Der Konsens des Zusammenlebens
Was hält eine Gesellschaft zusammen? Sind es Regeln und Gesetze und wenn ja, welche? Sind es Werte wie Produktivität und Effektivität, Leistung und Gewinn? Ist es die Abgrenzung zu anderen Nationen oder zum „Fremden“ an sich? Genügt das um ein lebensfreundliches Miteinander zu gestalten? Unser Land scheint ja zur Zeit an manchen Stellen von beinahe unversöhnlichen Gegensätzen geprägt zu sein, von Sprachlosigkeit und einem gewissen Maß an Orientierungslosigkeit und vielleicht auch Angst. Ich lese die Nachrichten und höre von Menschen, die andere auf den Bahnsteig oder die Treppe herunterstoßen. Es wird von Leuten berichtet, die ausrasten, die sich Straßenrennen liefern, die Autobahnen für ein nettes Foto blockieren, die Rettungskräfte behindern und sogar angreifen. Einzelfälle oder wird hier permanent der Konsens unseres Zusammenlebens unterhöhlt? Gewiss, die unsichtbaren Alltagshelden und -heldinnen erscheinen hier nicht so oft, die, ohne die unsere Gesellschaft schon lange nicht mehr in dieser Form da wäre. Trotzdem scheint das Miteinander für nicht wenige Menschen irgendwie schwieriger geworden zu sein, die Spannkraft hat nachgelassen und der Frustrationslevel ist hoch.

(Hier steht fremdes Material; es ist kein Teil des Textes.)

//! The shared-hosting deployment recipe: settings, tasks, and the
//! hooks that tie them to the deploy lifecycle.

pub mod daemon;
pub mod deploy;
pub mod proxy;
pub mod runtime;

use crate::config::{ConfigStore, Value};
use crate::error::DeployResult;
use crate::task::TaskGraph;

/// Lowest port handed out when `thin_port` is left unset.
pub const EPHEMERAL_PORT_MIN: u16 = 32768;
/// Highest port handed out when `thin_port` is left unset.
pub const EPHEMERAL_PORT_MAX: u16 = 61000;

/// Register the recipe's settings. Values already in `config` are
/// left alone.
pub fn defaults(config: &mut ConfigStore) {
    config
        .require_setting("user")
        .require_setting("repository")
        .require_setting("application");

    config
        .set_default("domain", Value::Null)
        .default_lazy("thin_port", |_| Ok(random_ephemeral_port().into()))
        .set_default("branch", "master")
        .set_default("git_enable_submodules", true)
        .set_default("keep_releases", 3)
        .set_default("rails_env", "production")
        .set_default("linked_files", vec!["config/database.yml"])
        .set_default("proxy", "htaccess")
        .set_default("svscan_setup_command", "uberspace-setup-svscan")
        .set_default("rvm_install_ruby", "install");

    config
        .default_lazy("deploy_to", |c| {
            Ok(format!(
                "/var/www/virtual/{}/rails/{}",
                c.string("user")?,
                c.string("application")?
            )
            .into())
        })
        .default_lazy("home", |c| Ok(format!("/home/{}", c.string("user")?).into()))
        .default_lazy("service_name", |c| c.require("application"))
        .default_lazy("rvm_ruby_string", |c| {
            Ok(format!("ree@rails-{}", c.string("application")?).into())
        })
        .default_lazy("shared_path", |c| under(c, "deploy_to", "shared"))
        .default_lazy("releases_path", |c| under(c, "deploy_to", "releases"))
        .default_lazy("current_path", |c| under(c, "deploy_to", "current"))
        .default_lazy("release_name", |_| {
            Ok(chrono::Utc::now().format("%Y%m%d%H%M%S").to_string().into())
        })
        .default_lazy("release_path", |c| {
            let name = c.string("release_name")?;
            under(c, "releases_path", &name)
        })
        .default_lazy("public_path", |c| {
            Ok(match c.optional_string("domain")? {
                Some(domain) => format!("/var/www/virtual/{}/{domain}", c.string("user")?),
                None => format!("{}/html", c.string("home")?),
            }
            .into())
        })
        .default_lazy("service_dir", |c| {
            let name = format!("etc/run-{}", c.string("service_name")?);
            under(c, "home", &name)
        })
        .default_lazy("service_link", |c| {
            let name = format!("service/{}", c.string("service_name")?);
            under(c, "home", &name)
        });

    config
        .default_lazy("ssh_user", |c| c.require("user"))
        .set_default("ssh_key", Value::Null)
        .set_default("ssh_port", Value::Null)
        .set_default("forward_agent", true)
        .set_default("pty", false);
}

/// Register every recipe task and wire the lifecycle hooks.
pub fn register(graph: &mut TaskGraph) {
    deploy::register(graph);
    runtime::register(graph);
    daemon::register(graph);
    proxy::register(graph);

    graph
        .before("deploy:setup", "runtime:install_manager")
        .before("deploy:setup", "runtime:install_version")
        .after("deploy:setup", "supervisor:setup")
        .after("deploy:setup", "daemon:setup")
        .after("deploy:setup", "proxy:setup")
        .before("deploy:finalize_update", "deploy:symlink_shared")
        .before("deploy:finalize_update", "deploy:symlink_public")
        .before("deploy:finalize_update", "deploy:fix_permissions")
        .after("deploy:finalize_update", "bundle:install")
        .after("deploy:update_code", "deploy:assets:precompile")
        .after("deploy", "deploy:cleanup")
        .after("deploy:assets:precompile", "deploy:assets:fix_permissions");
}

/// A random port in `EPHEMERAL_PORT_MIN..=EPHEMERAL_PORT_MAX`.
#[must_use]
pub fn random_ephemeral_port() -> u16 {
    let span = u128::from(EPHEMERAL_PORT_MAX - EPHEMERAL_PORT_MIN) + 1;
    let offset = uuid::Uuid::new_v4().as_u128() % span;
    EPHEMERAL_PORT_MIN + u16::try_from(offset).unwrap_or(0)
}

fn under(config: &ConfigStore, base: &str, tail: &str) -> DeployResult<Value> {
    Ok(format!("{}/{tail}", config.string(base)?).into())
}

Eine Gemeinschaft kann mit Hilfe von Gesetzen und dazugehörigen Strafmaßnahmen geordnet, jedoch nicht verordnet werden. Sie wird nicht aus den eingangs erwähnten Werten geboren. Unsere Gesellschaft sollte auch nicht einfach eine Zwangs-, Interessengemeinschaft oder Arbeitsgruppe sein. Wir brauchen auch keine „Wartezimmergemeinschaft“ sein, die miteinander hofft, dass der Arzt bald kommt (wer immer dass sein mag). Wir haben nämlich ein Erbe, das uns Aufschluss darüber geben kann, wie menschliche Gemeinschaft funktionieren kann. Von diesem Erbe des „christlichen Abendlandes“ zehren wir noch heute, wobei ich die Fehlentwicklungen der kirchengeschichtlichen Vergangenheit gewiss nicht ignorieren möchte. Trotzdem sind es Werte wie Barmherzigkeit, Vergebung, Gnade, Zuwendung, Wertschätzung und Anerkennung, die uns das christliche Erbe mitgibt. Im Kern bedeutet es „Lass dich versöhnen mit Gott“ und werde wie er, „menschlich“, so wie Jesus von Nazaret es vorgelebt hat. So wie er soll der Mensch sein, einer, der den Anderen aufhilft und ihn nicht beim Sterben fotografiert, nur um ein „gelungenes“ Foto ins Internet hochzuladen.
„Liebe Gott und deinen Nächsten wie dich selbst“, das ist der Kern des Evangeliums und praktikabel geworden, weil Gott seine Liebe zum Menschen in Jesus offenbart hat (Johannesevangelium 3, 16). Vielleicht ist unsere gesellschaftliche Situation ja ein Aufruf, sich neu auf unsere christlichen Fundamente zu besinnen. Ein Rückruf zum Glauben an den Jesus Christus, der allen Menschen Wert und Würde gibt. Von hier her kommen die Werte, die Menschen zusammenhalten und in diesem Glauben wachsen Menschen, die keine Gesetze mehr brauchen um zu lieben. Es lohnt sich, sich auf diesen Jesus einzulassen.